Finiteness properties of automorphism spaces of manifolds with finite fundamental group

Mauricio Bustamante; Manuel Krannich; Alexander Kupers

doi:10.1007/s00208-023-02594-x

Finiteness properties of automorphism spaces of manifolds with finite fundamental group

Math Ann. 2024;388(4):3321-3371. doi: 10.1007/s00208-023-02594-x.

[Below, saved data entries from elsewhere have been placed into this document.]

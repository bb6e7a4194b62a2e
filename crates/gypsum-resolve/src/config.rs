//! Inputs that shape a resolution run but never change during it.

use std::collections::HashSet;

use derive_builder::Builder;

/// Keys whose values are paths relative to the file that declares them.
pub const BASE_PATH_SECTIONS: &[&str] = &[
    "destination",
    "files",
    "include_dirs",
    "inputs",
    "libraries",
    "outputs",
    "sources",
];

/// Keys that stay on the target itself instead of being copied into each configuration.
pub const BASE_NON_CONFIGURATION_KEYS: &[&str] = &[
    // Sections that must be present in all targets.
    "configurations",
    "default_configuration",
    "target_name",
    "type",
    // Sections that can be present in any target.
    "actions",
    "all_dependent_settings",
    "copies",
    "dependencies",
    "dependencies_original",
    "direct_dependent_settings",
    "link_settings",
    "postbuilds",
    "rules",
    "run_as",
    "sources",
    "standalone_static_library",
    "suppress_wildcard",
    "toolset",
    "toolsets",
    "variables",
    // Sections added during loading.
    "included_files",
    "libraries",
    "product_dir",
    "product_extension",
    "product_name",
    "product_prefix",
];

/// Keys that may only appear at target scope, never inside a configuration.
pub const INVALID_CONFIGURATION_KEYS: &[&str] = &[
    "actions",
    "all_dependent_settings",
    "configurations",
    "dependencies",
    "direct_dependent_settings",
    "libraries",
    "link_settings",
    "sources",
    "standalone_static_library",
    "target_name",
    "type",
];

/// Where generated file lists (`<|(...)`) are written when the backend wants them kept out of
/// the source tree.
#[derive(Clone, Debug, PartialEq, Eq)]
pub struct FileListPaths {
    pub toplevel: String,
    pub qualified_out_dir: String,
}

/// What the backend generator needs from, and tells, the resolver.
#[derive(Builder, Clone, Debug)]
#[builder(default, setter(into))]
pub struct GeneratorInputInfo {
    /// Extra path-valued keys on top of [`BASE_PATH_SECTIONS`].
    pub path_sections: HashSet<String>,
    /// Extra keys on top of [`BASE_NON_CONFIGURATION_KEYS`].
    pub non_configuration_keys: Vec<String>,
    pub supports_multiple_toolsets: bool,
    pub adjust_static_libraries: bool,
    pub sort_dependencies: bool,
    /// Extra list keys whose entries are matched against rule extensions.
    pub extra_sources_for_rules: Vec<String>,
    pub filelist_paths: Option<FileListPaths>,
}

impl Default for GeneratorInputInfo {
    fn default() -> Self {
        Self {
            path_sections: HashSet::new(),
            non_configuration_keys: vec![],
            supports_multiple_toolsets: false,
            adjust_static_libraries: true,
            sort_dependencies: false,
            extra_sources_for_rules: vec![],
            filelist_paths: None,
        }
    }
}

#[derive(Builder, Clone, Debug)]
#[builder(default, setter(into))]
pub struct ResolverConfig {
    pub generator: GeneratorInputInfo,
    /// Restrict the output to these targets and their dependencies.
    pub root_targets: Vec<String>,
    /// Reject dependency cycles between build files, not just between targets.
    pub circular_check: bool,
    /// Turn every integer in the resolved targets into its decimal string.
    pub stringify_integers: bool,
}

impl Default for ResolverConfig {
    fn default() -> Self {
        Self {
            generator: GeneratorInputInfo::default(),
            root_targets: vec![],
            circular_check: true,
            stringify_integers: false,
        }
    }
}

impl ResolverConfig {
    pub fn builder() -> ResolverConfigBuilder {
        ResolverConfigBuilder::default()
    }

    /// Whether values under `section` are paths, ignoring any `= + ? !` policy suffix.
    pub fn is_path_section(&self, section: &str) -> bool {
        let section = section.trim_end_matches(['=', '+', '?', '!']);
        if BASE_PATH_SECTIONS.contains(&section) || self.generator.path_sections.contains(section)
        {
            return true;
        }

        if !section.contains('_') {
            return false;
        }

        let tail = section.strip_suffix('s').unwrap_or(section);
        tail.ends_with("_file") || tail.ends_with("_path") || tail.ends_with("_dir")
    }

    pub fn is_non_configuration_key(&self, key: &str) -> bool {
        BASE_NON_CONFIGURATION_KEYS.contains(&key)
            || self.generator.non_configuration_keys.iter().any(|k| k == key)
    }

    pub fn multiple_toolsets(&self) -> bool {
        self.generator.supports_multiple_toolsets
    }
}
use gypsum_syntax::Value;
use pretty_assertions::assert_eq;

use crate::condition::{compile, evaluate, Operand};
use crate::variables::Scope;

fn scope() -> Scope {
    let mut scope = Scope::new();
    scope.insert("OS".into(), Value::from("linux"));
    scope.insert("use_x".into(), Value::Int(0));
    scope.insert("level".into(), Value::Int(2));
    scope.insert(
        "archs".into(),
        Value::List(vec![Value::from("x64"), Value::from("arm64")]),
    );
    scope
}

fn eval(text: &str) -> Result<Operand, String> {
    evaluate(&compile(text)?, &scope())
}

fn truthy(text: &str) -> bool {
    eval(text).unwrap().is_truthy()
}

#[test]
fn equality_and_boolean_operators() {
    assert!(truthy(r#"OS=="linux""#));
    assert!(!truthy(r#"OS!="linux""#));
    assert!(truthy(r#"OS=="linux" and not use_x"#));
    assert!(truthy(r#"OS=="mac" or level==2"#));
    assert!(!truthy("use_x==1 and undefined_name"));
}

#[test]
fn membership() {
    assert!(truthy(r#"OS in ("linux", "android")"#));
    assert!(truthy(r#"OS not in ["win", "mac"]"#));
    assert!(truthy(r#""arm64" in archs"#));
    assert!(truthy(r#""in" in "linux""#));
    assert!(truthy(r#""b" in "a b c".split()"#));
    assert!(truthy(r#""c" in "a,b,c".split(",")"#));
}

#[test]
fn comparison_chains_and_numbers() {
    assert!(truthy("1 < level <= 2"));
    assert!(!truthy("1 < level < 2"));
    assert!(truthy("level > -1"));
    assert!(truthy("level == 2 == 2"));
}

#[test]
fn and_or_yield_the_deciding_operand() {
    assert_eq!(eval(r#""" or "x""#).unwrap(), Operand::Str("x".into()));
    assert_eq!(eval("0 and 5").unwrap(), Operand::Int(0));
    assert_eq!(eval("not 0").unwrap(), Operand::Bool(true));
}

#[test]
fn adjacent_strings_concatenate() {
    assert!(truthy(r#"OS == "li" "nux""#));
}

#[test]
fn undefined_names_fail() {
    assert_eq!(eval("missing").unwrap_err(), "name 'missing' is not defined");
}

#[test]
fn ordering_across_types_fails() {
    assert_eq!(
        eval("OS < 1").unwrap_err(),
        "'<' not supported between instances of 'str' and 'int'"
    );
}

#[test]
fn syntax_errors() {
    assert!(compile("OS ==").is_err());
    assert!(compile("(OS").is_err());
    assert!(compile("OS.lower()").is_err());
    assert!(compile("OS == 'linux' )").is_err());
}
//! Tokenizer for `<name>` placeholder templates.
//!
//! Both sides of an autolink definition are templates: the reference prefix
//! (`GH-<num>`) and the target URL (`https://github.com/org/repo/issues/<num>`).
//! A placeholder is `<`, the shortest non-empty run of non-whitespace
//! characters, then `>`. Anything else, including a stray `<`, is literal text.

use std::fmt;

/// Name of the placeholder appended to prefixes that declare none.
pub const DEFAULT_VARIABLE: &str = "num";

/// A piece of a parsed template.
#[derive(Debug, Clone, PartialEq, Eq)]
pub enum Segment {
    /// Text matched or emitted verbatim.
    Literal(String),
    /// Placeholder name, without the angle brackets.
    Variable(String),
}

/// Template split into literal runs and placeholders.
#[derive(Debug, Clone, PartialEq, Eq)]
pub struct Template {
    source: String,
    segments: Vec<Segment>,
}

impl Template {
    /// Parse a template string.
    ///
    /// # Examples
    ///
    /// ```
    /// use argref_linker::{Segment, Template};
    ///
    /// let template = Template::parse("TASK-<proj>-<num>");
    /// assert_eq!(
    ///     template.segments(),
    ///     [
    ///         Segment::Literal("TASK-".to_owned()),
    ///         Segment::Variable("proj".to_owned()),
    ///         Segment::Literal("-".to_owned()),
    ///         Segment::Variable("num".to_owned()),
    ///     ]
    /// );
    /// ```
    #[must_use]
    pub fn parse(source: &str) -> Self {
        let mut segments = Vec::new();
        let mut literal = String::new();
        let mut rest = source;

        while let Some(open) = rest.find('<') {
            literal.push_str(&rest[..open]);
            let after = &rest[open + 1..];
            if let Some(len) = variable_name_len(after) {
                if !literal.is_empty() {
                    segments.push(Segment::Literal(std::mem::take(&mut literal)));
                }
                segments.push(Segment::Variable(after[..len].to_owned()));
                rest = &after[len + 1..];
            } else {
                literal.push('<');
                rest = after;
            }
        }

        literal.push_str(rest);
        if !literal.is_empty() {
            segments.push(Segment::Literal(literal));
        }

        Self {
            source: source.to_owned(),
            segments,
        }
    }

    /// Append a placeholder to the end of the template.
    pub fn push_variable(&mut self, name: &str) {
        self.source.push('<');
        self.source.push_str(name);
        self.source.push('>');
        self.segments.push(Segment::Variable(name.to_owned()));
    }

    /// The template text, including any appended placeholders.
    #[must_use]
    pub fn as_str(&self) -> &str {
        &self.source
    }

    /// Parsed segments in source order.
    #[must_use]
    pub fn segments(&self) -> &[Segment] {
        &self.segments
    }

    /// Placeholder names in order of appearance (repeats included).
    pub fn variables(&self) -> impl Iterator<Item = &str> {
        self.segments.iter().filter_map(|segment| match segment {
            Segment::Variable(name) => Some(name.as_str()),
            Segment::Literal(_) => None,
        })
    }

    /// Check whether the template contains the `<name>` placeholder.
    #[must_use]
    pub fn has_variable(&self, name: &str) -> bool {
        self.variables().any(|v| v == name)
    }
}

impl fmt::Display for Template {
    fn fmt(&self, f: &mut fmt::Formatter<'_>) -> fmt::Result {
        f.write_str(&self.source)
    }
}

/// Length in bytes of the placeholder name starting right after a `<`.
///
/// Returns `None` when no closing `>` follows before whitespace or end of input.
fn variable_name_len(text: &str) -> Option<usize> {
    let mut chars = text.char_indices();
    let (_, first) = chars.next()?;
    if first.is_whitespace() {
        return None;
    }
    for (idx, ch) in chars {
        if ch == '>' {
            return Some(idx);
        }
        if ch.is_whitespace() {
            return None;
        }
    }
    None
}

Epub 2023 Mar 29.

Authors

Mauricio Bustamante¹, Manuel Krannich², Alexander Kupers³

Affiliations

¹ Departamento de Matemáticas, Universidad Católica de Chile, Santiago, Chile.
² Department of Mathematics, Karlsruhe Institute of Technology, 76131 Karlsruhe, Germany.
³ Department of Computer and Mathematical Sciences, University of Toronto Scarborough, 1265 Military Trail, Toronto, ON M1C 1A4 Canada.

Abstract

Given a closed smooth manifold M of even dimension $2 n \geq 6$ with finite fundamental group, we show that the classifying space $B Diff (M)$ of the diffeomorphism group of M is of finite type and has finitely generated homotopy groups in every degree. We also prove a variant of this result for manifolds with boundary and deduce that the space of smooth embeddings of a compact submanifold $N \subset M$ of arbitrary codimension into M has finitely generated higher homotopy groups based at the inclusion, provided the fundamental group of the complement is finite. As an intermediate result, we show that the group of homotopy classes of simple homotopy self-equivalences of a finite CW complex with finite fundamental group is up to finite kernel commensurable to an arithmetic group.